For most teams the clear strategy for the race was one stop with ultrasofts to around Lap 30 and then supersofts. However, the key was staying out of traffic, which could cost 3/10ths of a second per lap due to cooling limitations on the car.
So there was an argument for stopping early and using soft tyres if you could run in clear air, rather than run on supersofts in traffic.
Mexico is a track where few cars get to run at their fastest strategy.
Raikkonen's recovery and Force India's lost podium shot
Ferrari had the fastest car in Mexico and, like Singapore, this was a race Sebastian Vettel should have won.
He took pole position, but the start was always going to be high risk with almost 900-metre drag down to Turn 1. Like Sochi, it's easy for the pole sitter to be slipstreamed and with Verstappen having nothing to lose, Vettel came off worst and then damaged his car and Lewis Hamilton's in a secondary contact. They dropped to the back, requiring a new front wing and left-rear tyre respectively.
Ferrari's Kimi Raikkonen lost ground too, slipping to sixth in the first stint behind Esteban Ocon, Nico Hulkenberg and Sergio Perez.
Ferrari needed to break this train of cars up for two reasons; to get Raikkonen ahead of these midfield cars and also to create spaces so Vettel's path through the field would be clearer.
During Lap 18 Raikkonen was told to pit, a very early and aggressive move, but then told to do the opposite of what Perez did. Force India, thinking more of defending at this point than moving forward, pitted Perez to cover Ferrari – so Raikkonen continued.
Photo by: Charles Coates / LAT Images
This early stop was a problem for Perez because he came out into traffic behind Kevin Magnussen, which was avoidable. And it was not until Lap 30 that he managed to pass him.

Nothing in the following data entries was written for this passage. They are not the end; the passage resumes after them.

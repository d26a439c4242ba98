//! Serde adapter that writes a [`DVec3`] as an `{x, y, z}` object.
//!
//! Use with `#[serde(with = "orrery_math::xyz")]`.

use glam::DVec3;
use serde::{Deserialize, Deserializer, Serialize, Serializer};

#[derive(Serialize, Deserialize)]
struct Xyz {
    x: f64,
    y: f64,
    z: f64,
}

pub fn serialize<S: Serializer>(v: &DVec3, serializer: S) -> Result<S::Ok, S::Error> {
    Xyz {
        x: v.x,
        y: v.y,
        z: v.z,
    }
    .serialize(serializer)
}

pub fn deserialize<'de, D: Deserializer<'de>>(deserializer: D) -> Result<DVec3, D::Error> {
    let p = Xyz::deserialize(deserializer)?;
    Ok(DVec3::new(p.x, p.y, p.z))
}
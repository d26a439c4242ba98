//! Structured logging for Orrery.
//!
//! Console output with uptime timestamps, targets and thread names (workers
//! are named `orrery-worker-N`), plus a JSON log file in debug builds.
//! `RUST_LOG` wins over the configured level.

use std::fs::File;
use std::path::Path;

use orrery_config::Config;
use tracing_subscriber::registry::LookupSpan;
use tracing_subscriber::{EnvFilter, Layer, fmt, layer::SubscriberExt, util::SubscriberInitExt};

/// Name of the JSON log file written in debug builds.
pub const LOG_FILE_NAME: &str = "orrery.log";

const DEFAULT_FILTER: &str = "info";

/// Install the global tracing subscriber.
///
/// * `log_dir` - directory for the JSON log file (debug builds only)
/// * `debug_build` - whether to write the JSON log file
/// * `config` - source of the `debug.log_level` filter
///
/// ```no_run
/// use orrery_config::Config;
/// use orrery_log::init_logging;
///
/// let config = Config::default();
/// init_logging(Some(std::path::Path::new("./logs")), true, Some(&config));
/// ```
pub fn init_logging(log_dir: Option<&Path>, debug_build: bool, config: Option<&Config>) {
    let filter_str = filter_directives(config);
    let env_filter =
        EnvFilter::try_from_default_env().unwrap_or_else(|_| EnvFilter::new(&filter_str));

    let console_layer = fmt::layer()
        .with_target(true)
        .with_thread_ids(false)
        .with_thread_names(true)
        .with_level(true)
        .with_timer(fmt::time::uptime());

    let subscriber = tracing_subscriber::registry()
        .with(env_filter)
        .with(console_layer);

    if debug_build
        && let Some(log_dir) = log_dir
        && std::fs::create_dir_all(log_dir).is_ok()
        && let Ok(log_file) = File::create(log_dir.join(LOG_FILE_NAME))
    {
        subscriber.with(json_file_layer(log_file)).init();
        return;
    }

    subscriber.init();
}

/// Filter directives from the config, falling back to `info`.
pub fn filter_directives(config: Option<&Config>) -> String {
    match config {
        Some(config) if !config.debug.log_level.trim().is_empty() => {
            config.debug.log_level.trim().to_string()
        }
        _ => DEFAULT_FILTER.to_string(),
    }
}

/// The default `EnvFilter` (`info` everywhere).
pub fn default_env_filter() -> EnvFilter {
    EnvFilter::new(DEFAULT_FILTER)
}

fn json_file_layer<S>(file: File) -> impl Layer<S>
where
    S: tracing::Subscriber + for<'a> LookupSpan<'a>,
{
    fmt::layer()
        .with_writer(file)
        .with_ansi(false)
        .with_target(true)
        .with_thread_names(true)
        .with_timer(fmt::time::uptime())
        .json()
}
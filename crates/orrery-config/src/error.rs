//! Errors raised while persisting or validating settings.

use std::path::PathBuf;

#[derive(Debug, thiserror::Error)]
pub enum ConfigError {
    #[error("cannot read {}: {source}", path.display())]
    Read {
        path: PathBuf,
        #[source]
        source: std::io::Error,
    },

    #[error("cannot write {}: {source}", path.display())]
    Write {
        path: PathBuf,
        #[source]
        source: std::io::Error,
    },

    /// The file exists but is not valid RON for [`Config`](crate::Config).
    #[error("malformed settings file: {0}")]
    Parse(#[from] ron::error::SpannedError),

    #[error("settings could not be encoded as RON: {0}")]
    Encode(#[from] ron::Error),

    /// A value parsed but lies outside its usable range.
    #[error("invalid `{field}`: {reason}")]
    InvalidValue { field: &'static str, reason: String },
}
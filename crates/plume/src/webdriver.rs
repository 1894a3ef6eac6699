//! fantoccini implementation of the browser surface.

use async_trait::async_trait;
use fantoccini::{Client, ClientBuilder, Locator as WdLocator};
use plume_engine::locator::Locator;
use plume_engine::surface::{ElementRef, Surface, SurfaceError};
use serde_json::{Value, json};
use std::collections::HashMap;
use tracing::debug;

const USER_AGENT: &str = "Mozilla/5.0 (Macintosh; Intel Mac OS X 10_15_7) \
AppleWebKit/537.36 (KHTML, like Gecko) Chrome/131.0.0.0 Safari/537.36";

/// Chrome capabilities for the session. The anti-automation arguments and
/// desktop user agent keep the login flow on the ordinary code path.
pub(crate) fn chrome_capabilities(headless: bool) -> serde_json::Map<String, Value> {
    let mut args = vec![
        "--no-sandbox".to_string(),
        "--disable-dev-shm-usage".to_string(),
        "--disable-blink-features=AutomationControlled".to_string(),
        "--window-size=1280,800".to_string(),
        format!("--user-agent={}", USER_AGENT),
    ];
    if headless {
        args.insert(0, "--headless=new".to_string());
    }

    let mut caps = serde_json::Map::new();
    caps.insert(
        "goog:chromeOptions".to_string(),
        json!({
            "args": args,
            "excludeSwitches": ["enable-automation"],
        }),
    );
    caps
}

/// WebDriver query for one locator strategy.
#[derive(Debug, PartialEq, Eq)]
pub(crate) enum WireQuery {
    Css(String),
    XPath(String),
}

pub(crate) fn to_wire(locator: &Locator) -> WireQuery {
    match locator {
        Locator::Css(selector) => WireQuery::Css(selector.clone()),
        Locator::Name(name) => WireQuery::Css(format!("[name='{}']", name)),
        Locator::XPath(xpath) => WireQuery::XPath(xpath.clone()),
        Locator::Text(text) => WireQuery::XPath(format!(
            "//button[normalize-space(.)='{text}'] \
             | //div[@role='button'][normalize-space(.)='{text}'] \
             | //span[normalize-space(text())='{text}']"
        )),
    }
}

pub struct WebDriverSurface {
    webdriver_url: String,
    headless: bool,
    client: Option<Client>,
    elements: HashMap<String, fantoccini::elements::Element>,
    next_id: u64,
}

impl WebDriverSurface {
    pub fn new(webdriver_url: impl Into<String>, headless: bool) -> Self {
        Self {
            webdriver_url: webdriver_url.into(),
            headless,
            client: None,
            elements: HashMap::new(),
            next_id: 0,
        }
    }

    fn client(&self) -> Result<Client, SurfaceError> {
        self.client.clone().ok_or(SurfaceError::NotReady)
    }

    fn element(&self, r: &ElementRef) -> Result<fantoccini::elements::Element, SurfaceError> {
        self.elements
            .get(&r.0)
            .cloned()
            .ok_or_else(|| SurfaceError::Element(format!("stale element reference {}", r.0)))
    }

    async fn is_file_input(element: &fantoccini::elements::Element) -> bool {
        matches!(element.attr("type").await, Ok(Some(t)) if t == "file")
    }
}

#[async_trait]
impl Surface for WebDriverSurface {
    async fn open(&mut self) -> Result<(), SurfaceError> {
        let caps = chrome_capabilities(self.headless);
        let client = ClientBuilder::native()
            .capabilities(caps)
            .connect(&self.webdriver_url)
            .await
            .map_err(|e| {
                SurfaceError::Session(format!(
                    "failed to connect to WebDriver at {}: {}",
                    self.webdriver_url, e
                ))
            })?;
        self.client = Some(client);
        Ok(())
    }

    async fn close(&mut self) -> Result<(), SurfaceError> {
        self.elements.clear();
        if let Some(client) = self.client.take() {
            client
                .close()
                .await
                .map_err(|e| SurfaceError::Session(format!("failed to close session: {}", e)))?;
        }
        Ok(())
    }

    async fn navigate(&mut self, url: &str) -> Result<(), SurfaceError> {
        let client = self.client()?;
        client
            .goto(url)
            .await
            .map_err(|e| SurfaceError::Navigation(e.to_string()))
    }

    async fn current_url(&mut self) -> Result<String, SurfaceError> {
        let client = self.client()?;
        client
            .current_url()
            .await
            .map(|u| u.to_string())
            .map_err(|e| SurfaceError::Other(e.to_string()))
    }

    async fn locate(&mut self, locator: &Locator) -> Result<Option<ElementRef>, SurfaceError> {
        let client = self.client()?;
        let query = to_wire(locator);
        let found = match &query {
            WireQuery::Css(selector) => client.find_all(WdLocator::Css(selector)).await,
            WireQuery::XPath(xpath) => client.find_all(WdLocator::XPath(xpath)).await,
        }
        .map_err(|e| SurfaceError::Element(e.to_string()))?;

        for element in found {
            let displayed = element.is_displayed().await.unwrap_or(false);
            // File inputs on the compose page are never displayed, but the
            // driver accepts keys to them regardless.
            if displayed || Self::is_file_input(&element).await {
                self.next_id += 1;
                let id = self.next_id.to_string();
                self.elements.insert(id.clone(), element);
                debug!(%locator, %id, "located element");
                return Ok(Some(ElementRef(id)));
            }
        }
        Ok(None)
    }

    async fn fill(&mut self, element: &ElementRef, text: &str) -> Result<(), SurfaceError> {
        let element = self.element(element)?;
        if !Self::is_file_input(&element).await {
            // Focus first; the compose body is a contenteditable div and
            // clear() is not guaranteed to work on it.
            let _ = element.click().await;
            let _ = element.clear().await;
        }
        element
            .send_keys(text)
            .await
            .map_err(|e| SurfaceError::Element(e.to_string()))
    }

    async fn click(&mut self, element: &ElementRef) -> Result<(), SurfaceError> {
        let element = self.element(element)?;
        element
            .click()
            .await
            .map_err(|e| SurfaceError::Element(e.to_string()))
    }

    async fn read_attribute(
        &mut self,
        element: &ElementRef,
        name: &str,
    ) -> Result<Option<String>, SurfaceError> {
        let element = self.element(element)?;
        element
            .attr(name)
            .await
            .map_err(|e| SurfaceError::Element(e.to_string()))
    }

    async fn screenshot(&mut self) -> Result<Vec<u8>, SurfaceError> {
        let client = self.client()?;
        client
            .screenshot()
            .await
            .map_err(|e| SurfaceError::Other(format!("screenshot failed: {}", e)))
    }
}

#[cfg(test)]
mod tests {
    use super::*;

    #[test]
    fn name_maps_to_an_attribute_selector() {
        assert_eq!(
            to_wire(&Locator::name("password")),
            WireQuery::Css("[name='password']".to_string())
        );
    }

    #[test]
    fn text_maps_to_a_clickable_xpath() {
        let WireQuery::XPath(xpath) = to_wire(&Locator::text("Post")) else {
            panic!("expected an xpath query");
        };
        assert!(xpath.contains("//button[normalize-space(.)='Post']"));
        assert!(xpath.contains("//span[normalize-space(text())='Post']"));
    }

    #[test]
    fn headless_capabilities_carry_the_new_headless_flag() {
        let caps = chrome_capabilities(true);
        let args = caps["goog:chromeOptions"]["args"].as_array().unwrap();
        assert_eq!(args[0], "--headless=new");
        assert!(args.iter().any(|a| a == "--no-sandbox"));

        let caps = chrome_capabilities(false);
        let args = caps["goog:chromeOptions"]["args"].as_array().unwrap();
        assert!(!args.iter().any(|a| a == "--headless=new"));
    }
}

If they had allowed Raikkonen to stop, for softs, he would probably have had a slow warm-up on the tyre and Perez could have pitted a lap later for supersofts to cover him. Force India clearly doubted whether the supersoft would reach the end of the race, but it turned out that they would have done.
But Perez's move triggered Renault into a reaction with Hulkenberg, at this stage Renault's only remaining car in the race. If Force India didn't need to stop on Lap 18, then Renault certainly didn't need to stop with Hulkenberg on Lap 19, because it too put him out into traffic behind Magnussen, instead of travelling quickly in a gap behind Ocon.
And there was a further negative knock on effect of sitting in traffic; it meant that his power unit overheated and ultimately he retired the car on Lap 25.
Hulkenberg's stop thus triggered Force India into pitting Ocon from fourth. Arguably, this too wasn't necessary; with the performance deltas between cars reduced by the anomalies of racing at altitude, Ocon would have been able to hold Raikkonen in all likelihood.
As it turned out, the Virtual Safety Car gave them all a cheap pit stop on Lap 32, so Ocon might have had his first podium if he hadn't stopped already.
Raikkonen continued without the handicap of the early pitstop, and was able to take advantage of the Virtual Safety Car to make his stop and consolidate his position.
The only odd thing about Raikkonen's race was that he fitted the soft tyre rather than the supersoft. That was because he didn't have a new set of supersofts. Ferrari had chosen to use it in Q1, and to save a set of ultrasofts for the race.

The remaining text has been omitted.